Até pelo pão da vida,

Vive arriscado a morrer.

O cabra quando é valente se vê logo na entrada. Severino Luiz Pereira era um desses sujeitos que Deus sacudiu no mundo e não quis saber do resultado.

O destino nem teve tempo de lhe ensinar o combinado. Severo, como era chamado desde criança, passou a perna no dito e se negou a cumprir a sina que lhe estava traçada. Como ele mesmo dizia: “Deus me fez inquilino e vou pagar as promissórias até a missão estar terminada”.

A pessoa fica velha

Não é mais inteligente

As carnes vão se acabando,

Ficando os ossos somente

Foi de obrigação escrever

As dores que o velho sente.

Brasileiro nascer pobre é comum, no caso dele foi ainda pior. Veio dar o ar da graça bem no meio do sertão nordestino, onde as dificuldades da vida são cada dia maior. Só chove quando São Pedro está bem humorado e com cara de bucho cheio. Quando não, entra mês e sai mês e nada de cair uma única e bendita gota d’água. Nem pra dar uma pequena molhadela no chão rachado e muito menos pra fazer a alegria da boiarada magra. Às vezes, a seca e o calor é tanto que urubu passa voando numa asa só enquanto usa a outra pra se abanar. Só eles e os carcarás, são os únicos bichos que nessa época andam de papo inchado.

Com a moleza das pernas

Aí se escancha de preguiça

Só quer viver deitado

Do mundo nada cobiça.

Os olhos ficam amarelos,

Como quem ta com icterícia.

Pra Severo, a vida reservou uma pequena porção de terra seca, onde feito uma besta, lutava com o pai de sol a sol no cabo de uma enxada pra retirar daquele nada, o sustento da família.

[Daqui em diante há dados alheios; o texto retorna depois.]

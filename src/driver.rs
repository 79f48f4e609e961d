//! The persistence contract every backend implements, and the process-wide
//! slot holding the driver that resources use when none is passed explicitly.

use std::sync::{Arc, PoisonError, RwLock};

use async_trait::async_trait;
use lazy_static::lazy_static;
use tracing::{info, warn};

use crate::datatype::{Properties, Value};
use crate::descriptor::ResourceDescriptor;
use crate::error::{OrmletError, Result};
use crate::query::Query;

#[async_trait]
pub trait Driver: Send + Sync {
    /// Short backend name, used in logs.
    fn name(&self) -> &'static str;

    /// Provisions storage for the resource. Calling it again is harmless.
    async fn create(&self, descriptor: &ResourceDescriptor) -> Result<()>;

    /// Inserts or replaces the record by primary key and returns the key as stored.
    async fn save(&self, descriptor: &ResourceDescriptor, properties: &Properties) -> Result<Value>;

    /// Deletes the record carrying the same primary key as `properties`.
    async fn remove(&self, descriptor: &ResourceDescriptor, properties: &Properties) -> Result<()>;

    /// Reads the record carrying the same primary key as `properties`, failing
    /// with [`OrmletError::NotFound`] when there is none.
    async fn find(&self, descriptor: &ResourceDescriptor, properties: &Properties) -> Result<Properties>;

    /// Reads every record that satisfies all filters of `query`.
    async fn find_all(&self, descriptor: &ResourceDescriptor, query: &Query) -> Result<Vec<Properties>>;
}

lazy_static! {
    static ref INSTALLED: RwLock<Option<Arc<dyn Driver>>> = RwLock::new(None);
}

/// Installs the driver used by resource operations that are not given one.
/// Meant to be called once at start-up; a second call replaces the first.
pub fn use_driver(driver: Arc<dyn Driver>) {
    let name = driver.name();
    let previous = INSTALLED.write().unwrap_or_else(PoisonError::into_inner).replace(driver);
    match previous {
        Some(previous) => warn!(driver = name, previous = previous.name(), "replacing installed driver"),
        None => info!(driver = name, "driver installed"),
    }
}

pub fn installed_driver() -> Result<Arc<dyn Driver>> {
    INSTALLED
        .read()
        .unwrap_or_else(PoisonError::into_inner)
        .clone()
        .ok_or(OrmletError::NoDriver)
}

Moravam numa casa velha cheia de cacarecos que nem podia chamar de mobília. Eram seis camas de varas, dois baús de guardar roupas e um fogão de lenha pra esfumaçar a cozinha. Naquela parte também tinha uma mesa de madeira fraca, quatro tamboretes desaprumados, uma chaleira de bico quebrado, três panelas, sete pratos e alguns cacos de talheres necessitando reparos.

Um facão enferrujado pra partir carne com osso, quase sempre de pescoço por conta do dinheiro parco. Dois potes grandes de barro um pra guardar água da chuva e o outro a de uma cacimba barrenta. Quem sofria era a jumenta que uma vez por semana trazia no lombo magro dois tonéis cheios e pesados com aquela água nojenta.

Cada dia que se passa

Ele vai ficando pior

Abusa com a patroa

Cada um tem um lençol

Se aumentar o lundúm

Termina dormindo só.

De valor naquela tapera só mesmo uma Bíblia Sagrada de capa grossa e letras douradas onde o pai, Seu Luis Corrêa, costumava gastar uma hora por noite lendo para família. Não tinha a mesma visão da mocidade. Com a ponta do dedo ia fazendo uma trilha por cima das letras e vez por outra se atrapalhava no soletrar das palavras por conta da luz fraca que vinha do candeeiro e também do pouco estudo que o velho teve nos tempos de solteiro.

De tanto ouvir o pai reclamar daquelas letrinhas miúdas, Severino pegava o santo livro escondido ia olhando e se interessando pela sagrada escritura estampada naquele monte de linhas.

Com agilidade decorou alguns provérbios. Depois, danou-se a soletrar daqui e dali e não demorou muito a causar espanto nos irmãos lendo aquele palavreado cheio de santidade.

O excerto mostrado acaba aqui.